Items from a dataset:
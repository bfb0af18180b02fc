pub mod response;
pub mod session;

pub use response::{ApiResponse, PageFormat};
pub use session::{session_middleware, JwtSessionProvider, Session, SessionProvider};
// Console error taxonomy
use axum::{http::StatusCode, response::IntoResponse, Json};
use serde_json::{json, Value};
use thiserror::Error;

use crate::database::BindingError;
use crate::services::backend::FetchError;
use crate::services::tenant_resolver::public_reason;

/// Page-level failures. Every variant is rendered inline; none are retried.
#[derive(Debug, Clone, PartialEq, Eq, Error)]
pub enum ConsoleError {
    // 401 - no principal on the request
    #[error("Not authenticated")]
    AuthenticationAbsent,

    // 409 - principal has no tenant binding; JSON callers get this instead of the redirect
    #[error("No Salesforce tenant is connected for this account")]
    TenantAbsent { onboarding_path: String },

    // 503 - binding lookup itself failed
    #[error("Tenant lookup failed: {0}")]
    TenantLookupFailed(String),

    // 502 - downstream backend failed or returned garbage
    #[error("{reason}")]
    DataFetchFailed { status: Option<u16>, reason: String },
}

impl ConsoleError {
    /// Get HTTP status code
    pub fn status_code(&self) -> u16 {
        match self {
            ConsoleError::AuthenticationAbsent => 401,
            ConsoleError::TenantAbsent { .. } => 409,
            ConsoleError::TenantLookupFailed(_) => 503,
            ConsoleError::DataFetchFailed { .. } => 502,
        }
    }

    /// Get error code for client handling
    pub fn error_code(&self) -> &'static str {
        match self {
            ConsoleError::AuthenticationAbsent => "AUTHENTICATION_ABSENT",
            ConsoleError::TenantAbsent { .. } => "TENANT_ABSENT",
            ConsoleError::TenantLookupFailed(_) => "TENANT_LOOKUP_FAILED",
            ConsoleError::DataFetchFailed { .. } => "DATA_FETCH_FAILED",
        }
    }

    /// Convert to JSON response body
    pub fn to_json(&self) -> Value {
        let mut body = json!({
            "error": true,
            "message": self.to_string(),
            "code": self.error_code()
        });

        match self {
            ConsoleError::DataFetchFailed { status: Some(status), .. } => {
                body["upstream_status"] = json!(status);
            }
            ConsoleError::TenantAbsent { onboarding_path } => {
                body["onboarding_path"] = json!(onboarding_path);
            }
            _ => {}
        }

        body
    }

    pub fn data_fetch_failed(status: Option<u16>, reason: impl Into<String>) -> Self {
        ConsoleError::DataFetchFailed {
            status,
            reason: reason.into(),
        }
    }

    pub fn tenant_lookup_failed(reason: impl Into<String>) -> Self {
        ConsoleError::TenantLookupFailed(reason.into())
    }
}

impl From<BindingError> for ConsoleError {
    fn from(err: BindingError) -> Self {
        // Log the real error but surface a generic reason
        tracing::error!("Tenant lookup error: {}", err);
        ConsoleError::TenantLookupFailed(public_reason(&err))
    }
}

impl From<FetchError> for ConsoleError {
    fn from(err: FetchError) -> Self {
        let status = err.status();
        ConsoleError::data_fetch_failed(status, err.to_string())
    }
}

// Automatic HTTP response conversion for Axum
impl IntoResponse for ConsoleError {
    fn into_response(self) -> axum::response::Response {
        let status = StatusCode::from_u16(self.status_code()).unwrap_or(StatusCode::INTERNAL_SERVER_ERROR);
        (status, Json(self.to_json())).into_response()
    }
}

• **To do**:
Copy every line in the entries above that has the string "services" in it.

• **Task output**:
use crate::services::backend::FetchError;
use crate::services::tenant_resolver::public_reason;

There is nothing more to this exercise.